JH Wyman On “Human” Life After Fringe

The new show from Fringe showrunner JH Wyman – currently about to shoot its pilot and currently going by the name Human – is a bit like Blade Runner would have been if Deckard and Batty had been partners, learns Joseph McCabe

JH Wyman

Fringe fans still mourning the end of their beloved show may soon have reason to rejoice. The pilot for creator JH Wyman and executive producer JJ Abrams’ follow-up head trip is set to begin shooting in March. Wyman tells SFX that he’s currently calling the Warner Brothers/Bad Robot show – a futuristic drama in which cops are assigned robotic partners – Human, but that still isn’t set in stone.

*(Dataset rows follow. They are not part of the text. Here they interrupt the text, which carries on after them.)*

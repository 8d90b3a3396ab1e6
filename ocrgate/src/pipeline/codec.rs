//! Transport encodings of images: base64 (with or without a data URI prefix)
//! and raw file bytes on the way in, PNG on the way out.

use std::io::Cursor;

use base64::{engine::general_purpose::STANDARD, Engine};
use image::{ImageFormat, ImageReader, RgbImage};
use sha2::{Digest, Sha256};

use crate::error::{OcrGateError, Result};

/// In-memory raster every pipeline stage works on.
pub type Raster = RgbImage;

/// Size limits applied while decoding untrusted payloads.
#[derive(Debug, Clone, Copy)]
pub struct DecodeLimits {
    pub max_bytes: usize,
    pub max_dimension: u32,
}

impl Default for DecodeLimits {
    fn default() -> Self {
        Self {
            max_bytes: 20 * 1024 * 1024,
            max_dimension: 8192,
        }
    }
}

/// A decoded source image.
#[derive(Debug, Clone)]
pub struct DecodedImage {
    pub raster: Raster,
    /// Format the payload was encoded in.
    pub format: ImageFormat,
    /// Hex SHA-256 of the encoded payload.
    pub source_sha256: String,
}

/// Removes a leading `data:image/...;base64,` prefix.
pub fn strip_data_uri(input: &str) -> &str {
    let trimmed = input.trim();
    if trimmed.starts_with("data:image") {
        if let Some((_, payload)) = trimmed.split_once(',') {
            return payload;
        }
    }
    trimmed
}

/// Pads with `=` up to a multiple of 4 and drops embedded whitespace.
pub fn normalize_base64(payload: &str) -> String {
    let mut normalized: String = payload
        .chars()
        .filter(|c| !c.is_ascii_whitespace())
        .collect();
    let missing = normalized.len() % 4;
    if missing != 0 {
        normalized.extend(std::iter::repeat('=').take(4 - missing));
    }
    normalized
}

pub fn decode_base64(input: &str, limits: &DecodeLimits) -> Result<DecodedImage> {
    let payload = normalize_base64(strip_data_uri(input));
    if payload.is_empty() {
        return Err(OcrGateError::Decode("image payload is empty".to_string()));
    }

    // Base64 inflates by 4/3, so reject obviously oversized input before decoding.
    if payload.len() / 4 * 3 > limits.max_bytes.saturating_add(3) {
        return Err(too_large(payload.len() / 4 * 3, limits.max_bytes));
    }

    let bytes = STANDARD
        .decode(payload.as_bytes())
        .map_err(|e| OcrGateError::Decode(format!("Invalid base64 payload: {e}")))?;

    decode_bytes(&bytes, limits)
}

pub fn decode_bytes(bytes: &[u8], limits: &DecodeLimits) -> Result<DecodedImage> {
    if bytes.is_empty() {
        return Err(OcrGateError::Decode("image payload is empty".to_string()));
    }
    if bytes.len() > limits.max_bytes {
        return Err(too_large(bytes.len(), limits.max_bytes));
    }

    if let Some(kind) = infer::get(bytes) {
        if kind.matcher_type() != infer::MatcherType::Image {
            return Err(OcrGateError::Decode(format!(
                "payload is {}, not an image",
                kind.mime_type()
            )));
        }
    }

    let reader = ImageReader::new(Cursor::new(bytes))
        .with_guessed_format()
        .map_err(|e| OcrGateError::Decode(format!("Failed to read image: {e}")))?;

    let format = reader.format().ok_or_else(|| {
        OcrGateError::Decode(
            "Cannot identify image file. Please check the input format.".to_string(),
        )
    })?;

    let img = reader
        .decode()
        .map_err(|e| OcrGateError::Decode(format!("Failed to decode image: {e}")))?;

    let (width, height) = (img.width(), img.height());
    if width == 0 || height == 0 {
        return Err(OcrGateError::Decode("image has no pixels".to_string()));
    }
    if width > limits.max_dimension || height > limits.max_dimension {
        return Err(OcrGateError::Decode(format!(
            "Image too large: {width}x{height}, maximum {0}x{0}",
            limits.max_dimension
        )));
    }

    let digest = Sha256::digest(bytes);

    Ok(DecodedImage {
        raster: img.to_rgb8(),
        format,
        source_sha256: format!("{digest:x}"),
    })
}

fn too_large(size: usize, max: usize) -> OcrGateError {
    OcrGateError::Decode(format!(
        "Image payload too large: {size} bytes (max: {max} bytes)"
    ))
}

pub fn encode(raster: &Raster, format: ImageFormat) -> Result<Vec<u8>> {
    let mut output = Vec::new();
    raster
        .write_to(&mut Cursor::new(&mut output), format)
        .map_err(|e| OcrGateError::Internal(format!("Failed to encode image: {e}")))?;
    Ok(output)
}

pub fn encode_base64(raster: &Raster, format: ImageFormat) -> Result<String> {
    Ok(STANDARD.encode(encode(raster, format)?))
}

pub fn to_data_uri(base64_payload: &str, format: ImageFormat) -> String {
    format!("data:{};base64,{base64_payload}", format.to_mime_type())
}

/// Output format for a file name, PNG when the extension is unknown.
pub fn format_for_filename(filename: &str) -> ImageFormat {
    ImageFormat::from_path(filename).unwrap_or(ImageFormat::Png)
}
use chrono::{DateTime, Utc};
use libsql::{params, Connection};
use tracing::warn;

use crate::error::{OcrGateError, Result};
use crate::models::{Language, RecordPage, ResultRecord, StoredImage};

pub struct ResultRepository;

const RECORD_COLUMNS: &str =
    "object_id, rows, extracted_text, lang, confidence, source_sha256, filename, created_at";

impl ResultRepository {
    pub async fn create(conn: &Connection, image: &StoredImage, record: &ResultRecord) -> Result<()> {
        let tx = conn.transaction().await?;

        tx.execute(
            r#"
            INSERT INTO ocr_images (id, filename, content_type, data, created_at)
            VALUES (?1, ?2, ?3, ?4, ?5)
            "#,
            params![
                image.id.clone(),
                image.filename.clone(),
                image.content_type.clone(),
                image.data.clone(),
                image.created_at.to_rfc3339(),
            ],
        )
        .await?;

        tx.execute(
            r#"
            INSERT INTO ocr_results (
                object_id, rows, extracted_text, lang, confidence,
                source_sha256, filename, created_at
            ) VALUES (?1, ?2, ?3, ?4, ?5, ?6, ?7, ?8)
            "#,
            params![
                record.object_id.clone(),
                serde_json::to_string(&record.rows)?,
                record.extracted_text.clone(),
                record.lang.to_string(),
                record.confidence,
                record.source_sha256.clone(),
                record.filename.clone(),
                record.created_at.to_rfc3339(),
            ],
        )
        .await?;

        tx.commit().await?;
        Ok(())
    }

    pub async fn get_by_id(conn: &Connection, object_id: &str) -> Result<Option<ResultRecord>> {
        let sql = format!("SELECT {RECORD_COLUMNS} FROM ocr_results WHERE object_id = ?1");
        let mut rows = conn.query(&sql, params![object_id]).await?;

        if let Some(row) = rows.next().await? {
            Ok(Some(Self::row_to_record(&row)?))
        } else {
            Ok(None)
        }
    }

    pub async fn get_image(conn: &Connection, object_id: &str) -> Result<Option<StoredImage>> {
        let mut rows = conn
            .query(
                "SELECT id, filename, content_type, data, created_at FROM ocr_images WHERE id = ?1",
                params![object_id],
            )
            .await?;

        if let Some(row) = rows.next().await? {
            Ok(Some(StoredImage {
                id: row.get(0)?,
                filename: row.get(1)?,
                content_type: row.get(2)?,
                data: row.get(3)?,
                created_at: parse_timestamp(&row.get::<String>(4)?),
            }))
        } else {
            Ok(None)
        }
    }

    /// Keyset pagination on rowid, newest first. The cursor is the last rowid returned.
    pub async fn list(conn: &Connection, cursor: Option<&str>, limit: u32) -> Result<RecordPage> {
        let limit = limit.clamp(1, 100);
        let before = cursor
            .map(|c| {
                c.parse::<i64>()
                    .map_err(|_| OcrGateError::Validation(format!("Invalid cursor: {c}")))
            })
            .transpose()?;

        let sql = format!(
            "SELECT rowid, {RECORD_COLUMNS} FROM ocr_results
             WHERE ?1 IS NULL OR rowid < ?1
             ORDER BY rowid DESC LIMIT ?2"
        );
        let mut rows = conn
            .query(&sql, params![before, i64::from(limit) + 1])
            .await?;

        let mut records = Vec::new();
        let mut last_rowid = None;
        let mut has_more = false;
        while let Some(row) = rows.next().await? {
            if records.len() == limit as usize {
                has_more = true;
                break;
            }
            last_rowid = Some(row.get::<i64>(0)?);
            records.push(Self::row_to_record_at(&row, 1)?);
        }

        let mut count_rows = conn.query("SELECT COUNT(*) FROM ocr_results", ()).await?;
        let total = match count_rows.next().await? {
            Some(row) => row.get::<i64>(0)?.max(0) as u64,
            None => 0,
        };

        Ok(RecordPage {
            records,
            next_cursor: if has_more {
                last_rowid.map(|id| id.to_string())
            } else {
                None
            },
            total,
        })
    }

    fn row_to_record(row: &libsql::Row) -> Result<ResultRecord> {
        Self::row_to_record_at(row, 0)
    }

    fn row_to_record_at(row: &libsql::Row, offset: i32) -> Result<ResultRecord> {
        let object_id: String = row.get(offset)?;
        let rows = match serde_json::from_str(&row.get::<String>(offset + 1)?) {
            Ok(rows) => rows,
            Err(e) => {
                warn!(object_id = %object_id, error = %e, "Stored rows are unreadable, returning none");
                Vec::new()
            }
        };
        let stored_lang = row.get::<String>(offset + 3)?;
        let lang = stored_lang.parse::<Language>().unwrap_or_else(|e| {
            warn!(object_id = %object_id, error = %e, "Stored language is unknown, using default");
            Language::default()
        });

        Ok(ResultRecord {
            object_id,
            rows,
            extracted_text: row.get(offset + 2)?,
            lang,
            confidence: row.get(offset + 4)?,
            source_sha256: row.get(offset + 5)?,
            filename: row.get(offset + 6)?,
            created_at: parse_timestamp(&row.get::<String>(offset + 7)?),
        })
    }
}

pub(crate) fn parse_timestamp(value: &str) -> DateTime<Utc> {
    DateTime::parse_from_rfc3339(value)
        .map(|dt| dt.with_timezone(&Utc))
        .unwrap_or_else(|_| Utc::now())
}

“I’m really concerned with technology and humanity right now, and that scares me,” says Wyman, in the midst of promoting Dead Man Down, the Colin Farrell-Noomi Rapace thriller he’s written. “I’m very, very interested in examining that – where the line is, the singularity, what’s going to happen to us in the future.”

“I started [writing it],” he laughs, “because I kept getting texts from my daughter, who’s 21. I said ‘F**k, call me.’ I don’t want to hear a beep, I want to hear her voice.

“I started to just get worried. Because doing my research on Fringe allowed me to meet some very cool people who are strange, advanced thinkers. And there are some cats up in San Francisco – very, very wealthy people – who are billionaires, who don’t want to die… There’s a great documentary called The Transcendent Man. It’s Ray Kurzweil’s story, the guy who invented the Kurzweil organ. It talks about how, literally, in 35 years you’ll go to your doctor and he’ll say, ‘You have lung cancer. I’m going to write you a prescription.’ You go down to the pharmacy and they give you a silver pill of your own DNA, and then you are going to take it. It’s filled with hundreds of millions of nanites, little tiny computers. They’re specifically programmed by the pharmacist to go and find your cancer, and then they eat it away. It’s gone by dinnertime. So essentially we’ll live to 350, 400 years.

“So it’s about humanity and connection. I’m always writing about the same thing – that life is all about the connections that you make. Period. That’s kind of what JJ’s consumed with as well. We both really like the idea. And that’s kind of where it’s set.

“If you can imagine that in Blade Runner,” adds Wyman, “Rutger Hauer and Harrison Ford were partners, you’ll understand a little bit more. But it’s much different than that. Because there’s a great mythology, all about outer space and the planet and what’s going to become of us.”